» WHAT IS BEING ASKED
Search the material for the word "camelCase" and copy every line in which it occurs.

» DATASET RECORDS
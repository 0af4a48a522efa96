//! The aggregate result of selected items and their answers.

use chrono::{DateTime, Utc};
use serde::{Deserialize, Serialize};
use std::collections::{HashMap, HashSet};
use tracing::debug;

use super::answer::TrackedItemAnswer;
use super::task::{StepOutcome, StepResult};
use crate::catalog::{TrackedCatalog, TrackedItem};
use crate::error::TrackingError;

/// Selected items and their answers.
///
/// `selected_answers` always holds exactly one answer per selected
/// identifier, in selection order. Deserialization enforces this.
#[derive(Debug, Clone, PartialEq, Serialize, Deserialize)]
#[serde(rename_all = "camelCase", try_from = "CollectionDocument")]
pub struct TrackedItemsCollectionResult {
    identifier: String,
    start_date: DateTime<Utc>,
    end_date: DateTime<Utc>,
    selected_identifiers: Vec<String>,
    selected_answers: Vec<TrackedItemAnswer>,
}

/// Wire shape accepted when decoding a collection result.
#[derive(Deserialize)]
#[serde(rename_all = "camelCase")]
pub(crate) struct CollectionDocument {
    #[serde(default)]
    identifier: String,
    start_date: Option<DateTime<Utc>>,
    end_date: Option<DateTime<Utc>>,
    selected_identifiers: Option<Vec<String>>,
    #[serde(default)]
    selected_answers: Vec<TrackedItemAnswer>,
}

impl CollectionDocument {
    /// Answer records present in the document, before missing ones are filled in.
    pub(crate) fn persisted_answers(&self) -> &[TrackedItemAnswer] {
        &self.selected_answers
    }
}

impl TryFrom<CollectionDocument> for TrackedItemsCollectionResult {
    type Error = TrackingError;

    fn try_from(doc: CollectionDocument) -> Result<Self, Self::Error> {
        let identifiers = doc.selected_identifiers.unwrap_or_else(|| {
            doc.selected_answers
                .iter()
                .map(|a| a.identifier.clone())
                .collect()
        });

        let mut seen = HashSet::new();
        for id in &identifiers {
            if !seen.insert(id.as_str()) {
                return Err(TrackingError::InvalidCollection(format!(
                    "duplicate selected identifier `{id}`"
                )));
            }
        }

        let mut by_id: HashMap<String, TrackedItemAnswer> = HashMap::new();
        for answer in doc.selected_answers {
            if !seen.contains(answer.identifier.as_str()) {
                return Err(TrackingError::InvalidCollection(format!(
                    "answer `{}` is not selected",
                    answer.identifier
                )));
            }
            if by_id.contains_key(&answer.identifier) {
                return Err(TrackingError::InvalidCollection(format!(
                    "duplicate answer `{}`",
                    answer.identifier
                )));
            }
            by_id.insert(answer.identifier.clone(), answer);
        }

        let selected_answers = identifiers
            .iter()
            .map(|id| by_id.remove(id).unwrap_or_else(|| TrackedItemAnswer::new(id.clone())))
            .collect();

        let now = Utc::now();
        Ok(Self {
            identifier: doc.identifier,
            start_date: doc.start_date.unwrap_or(now),
            end_date: doc.end_date.unwrap_or(now),
            selected_identifiers: identifiers,
            selected_answers,
        })
    }
}

impl TrackedItemsCollectionResult {
    /// Create an empty result.
    pub fn new(identifier: impl Into<String>) -> Self {
        let now = Utc::now();
        Self {
            identifier: identifier.into(),
            start_date: now,
            end_date: now,
            selected_identifiers: Vec::new(),
            selected_answers: Vec::new(),
        }
    }

    pub fn identifier(&self) -> &str {
        &self.identifier
    }

    pub fn start_date(&self) -> DateTime<Utc> {
        self.start_date
    }

    pub fn end_date(&self) -> DateTime<Utc> {
        self.end_date
    }

    /// Copy this result under a different identifier.
    pub fn copy_with(&self, identifier: impl Into<String>) -> Self {
        Self {
            identifier: identifier.into(),
            ..self.clone()
        }
    }

    /// Selected identifiers in selection order.
    pub fn selected_identifiers(&self) -> &[String] {
        &self.selected_identifiers
    }

    /// Answers in selection order.
    pub fn selected_answers(&self) -> &[TrackedItemAnswer] {
        &self.selected_answers
    }

    pub fn is_selected(&self, identifier: &str) -> bool {
        self.selected_identifiers.iter().any(|id| id == identifier)
    }

    /// The answer for a selected item.
    pub fn answer(&self, identifier: &str) -> Option<&TrackedItemAnswer> {
        self.selected_answers.iter().find(|a| a.identifier == identifier)
    }

    fn answer_mut(&mut self, identifier: &str) -> Option<&mut TrackedItemAnswer> {
        self.selected_answers
            .iter_mut()
            .find(|a| a.identifier == identifier)
    }

    /// True iff every selected answer has its required values.
    pub fn has_required_values(&self) -> bool {
        self.selected_answers.iter().all(|a| a.has_required_values())
    }

    /// Replace the selection with `identifiers`, seeding new answers from the catalog defaults.
    pub fn update_selected(&mut self, identifiers: &[String], catalog: &TrackedCatalog) {
        self.update_selected_seeded(identifiers, catalog, TrackedItemAnswer::seeded);
    }

    /// Replace the selection with `identifiers`, using `seed` for newly added items.
    ///
    /// Duplicates and identifiers missing from the catalog are dropped. Answers
    /// of items that stay selected are kept as-is; only their order changes.
    pub fn update_selected_seeded<F>(
        &mut self,
        identifiers: &[String],
        catalog: &TrackedCatalog,
        mut seed: F,
    ) where
        F: FnMut(&TrackedItem) -> TrackedItemAnswer,
    {
        let mut seen = HashSet::new();
        let mut items: Vec<&TrackedItem> = Vec::with_capacity(identifiers.len());
        for id in identifiers {
            if !seen.insert(id.as_str()) {
                continue;
            }
            match catalog.item(id) {
                Some(item) => items.push(item),
                None => debug!(item = %id, "Ignoring selection of unknown item"),
            }
        }

        let mut previous: HashMap<String, TrackedItemAnswer> = self
            .selected_answers
            .drain(..)
            .map(|a| (a.identifier.clone(), a))
            .collect();

        let mut added = 0usize;
        self.selected_answers = items
            .iter()
            .map(|&item| {
                previous.remove(&item.identifier).unwrap_or_else(|| {
                    added += 1;
                    seed(item)
                })
            })
            .collect();
        self.selected_identifiers = items.iter().map(|i| i.identifier.clone()).collect();
        self.end_date = Utc::now();

        debug!(
            selected = self.selected_identifiers.len(),
            added,
            removed = previous.len(),
            "Updated tracked item selection"
        );
    }

    /// Remove the given identifiers, keeping the order of the rest.
    pub fn update_selected_by_removing(&mut self, identifiers: &[String]) {
        let before = self.selected_identifiers.len();
        self.selected_identifiers.retain(|id| !identifiers.contains(id));
        self.selected_answers
            .retain(|a| !identifiers.contains(&a.identifier));
        self.end_date = Utc::now();
        debug!(
            removed = before - self.selected_identifiers.len(),
            "Removed tracked items from selection"
        );
    }

    /// Merge a detail or logging step result into the matching answers.
    ///
    /// Returns `false` when nothing was applied, which includes a result for
    /// an item that is no longer selected.
    pub fn update_details(&mut self, result: &StepResult) -> bool {
        let applied = match &result.outcome {
            StepOutcome::Details { values } => match self.answer_mut(&result.identifier) {
                Some(answer) => {
                    answer.merge_values(values);
                    true
                }
                None => {
                    debug!(item = %result.identifier, "Details reported for an item that is not selected");
                    false
                }
            },
            StepOutcome::Logging { entries } => {
                let mut any = false;
                for entry in entries {
                    match self.answer_mut(&entry.identifier) {
                        Some(answer) => {
                            answer.merge_values(&entry.values);
                            if entry.logged_date.is_some() {
                                answer.logged_date = entry.logged_date;
                            }
                            any = true;
                        }
                        None => {
                            debug!(item = %entry.identifier, "Logging entry for an item that is not selected")
                        }
                    }
                }
                any
            }
            StepOutcome::Collection(collection) => {
                let mut any = false;
                for other in collection.selected_answers() {
                    if let Some(answer) = self.answer_mut(&other.identifier) {
                        answer.merge_values(&other.values);
                        if other.logged_date.is_some() {
                            answer.logged_date = other.logged_date;
                        }
                        any = true;
                    }
                }
                any
            }
            _ => {
                debug!(step = %result.identifier, "Step result carries no item details");
                false
            }
        };
        if applied {
            self.end_date = Utc::now();
        }
        applied
    }

    /// Re-seed answer requirements from the catalog.
    pub(crate) fn apply_requirements(&mut self, catalog: &TrackedCatalog) {
        for answer in &mut self.selected_answers {
            let item = catalog.item(&answer.identifier);
            answer.apply_requirements(item);
        }
    }
}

» COMPLETED EXERCISE
#[serde(rename_all = "camelCase", try_from = "CollectionDocument")]
#[serde(rename_all = "camelCase")]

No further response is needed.